The second part of the DoE is the analytical design. Once samples are collected (or grown) the analysis procedure should be reported with enough detail so that the experiment can be replicated by others. This will include the number of analytical replicates that were processed, the protocol for loading samples into the respective analytical instrument (e.g., randomized or designed), the instrumental parameters and the duration of the experiment. At first glance this may appear beyond the scope of the data analyst; however this information may prove crucial in the interpretation of the data. For example, a particular study might compare disease (‘case’ and ‘control’) samples where all the ‘cases’ are measured on a Monday and all the ‘controls’ on a Tuesday; it would be impossible to know whether any clustering was due to disease state or day of data acquisition, until the hypothesis or biomarkers were further validated with subsequent testing. Best of course is to randomize the time of analysis equally between the two cohorts (if sample numbers are small stratified random sampling may be more reliable (Bland 2000)).
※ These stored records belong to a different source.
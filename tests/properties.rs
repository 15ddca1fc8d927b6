use proptest::prelude::*;

use covtree::display::display_percent;
use covtree::metric::{select_percent, MetricMode};
use covtree::model::{CoverageCounts, CoveredCount};

fn covered_count() -> impl Strategy<Value = CoveredCount> {
    (0u64..10_000)
        .prop_flat_map(|total| (0..=total, Just(total)))
        .prop_map(|(covered, total)| CoveredCount::new(covered, total))
}

fn coverage_counts() -> impl Strategy<Value = CoverageCounts> {
    (
        covered_count(),
        proptest::option::of(covered_count()),
        proptest::option::of(covered_count()),
    )
        .prop_map(|(statement, branch, function)| CoverageCounts {
            statement,
            branch,
            function,
        })
}

proptest! {
    #[test]
    fn sum_is_commutative_and_associative(
        a in covered_count(),
        b in covered_count(),
        c in covered_count(),
    ) {
        prop_assert_eq!(a + b, b + a);
        prop_assert_eq!((a + b) + c, a + (b + c));
        prop_assert!((a + b + c).is_valid());
    }

    #[test]
    fn accumulate_preserves_validity(parts in proptest::collection::vec(coverage_counts(), 0..16)) {
        let mut total = CoverageCounts::default();
        for part in &parts {
            total.accumulate(part);
        }
        prop_assert!(total.is_valid());
        prop_assert_eq!(total.branch.is_some(), parts.iter().any(|p| p.branch.is_some()));
        prop_assert_eq!(total.function.is_some(), parts.iter().any(|p| p.function.is_some()));
    }

    #[test]
    fn total_percent_is_a_fraction(counts in coverage_counts()) {
        let tpc = counts.total_percent();
        prop_assert!((0.0..=1.0).contains(&tpc));
        for mode in [MetricMode::Statement, MetricMode::Minimum, MetricMode::TotalCoverage] {
            let p = select_percent(&counts, mode);
            prop_assert!((0.0..=1.0).contains(&p));
        }
        prop_assert!(select_percent(&counts, MetricMode::Minimum) <= counts.statement.percent());
    }

    #[test]
    fn empty_counts_are_fully_covered(has_branch: bool, has_function: bool) {
        let zero = CoveredCount::default();
        let counts = CoverageCounts {
            statement: zero,
            branch: has_branch.then_some(zero),
            function: has_function.then_some(zero),
        };
        prop_assert_eq!(counts.total_percent(), 1.0);
    }

    #[test]
    fn near_complete_never_shows_full(offset in 1e-12f64..=1e-7) {
        let fraction = 1.0 - offset;
        prop_assume!(fraction < 1.0);
        prop_assert_eq!(display_percent(fraction), "99.99%");
    }

    #[test]
    fn incomplete_coverage_never_shows_full(covered in 0u64..1_000_000, extra in 1u64..1_000) {
        let fraction = CoveredCount::new(covered, covered + extra).percent();
        prop_assert_ne!(display_percent(fraction), "100.00%");
    }
}

#[test]
fn complete_coverage_shows_full() {
    assert_eq!(display_percent(1.0), "100.00%");
    assert_eq!(display_percent(CoveredCount::new(7, 7).percent()), "100.00%");
}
3 Data reduction/deconvolution

In the context of metabolomics, the term deconvolution (the separation of overlapping signals into individual chemical peaks) is mainly used in the realm of hyphenated chromatography/mass spectrometry (MS) where raw 3D matrices (time vs. mass vs. intensity) are particularly complex. In the realm of nuclear magnetic resonance (NMR), deconvolution may describe the separation of overlapping peaks either into individual resonances (e.g., lipoproteins from lactate in serum/plasma spectra (see for example Serrai et al. 1998) or to metabolite lists using reference spectral libraries to aid deconvolution (for example Provencher 1993; Weljie et al. 2006). In order to avoid confusion and to expand the process to encompass other methods of converting raw signal (from any measurement technology) into a list of quantitative metabolite concentrations, the term data transformation is preferred. Thus, for a single study, the starting point for pre-processing and then data analysis is a single matrix N × D, where, N = the number of samples and D = the number of variables. These variables may, for example, represent actual metabolites, or conversely may correspond to binned regions of a continuous property of the data (e.g., binned chemical shifts in NMR, or wavenumbers in Fourier transform infrared spectroscopy (FT-IR)).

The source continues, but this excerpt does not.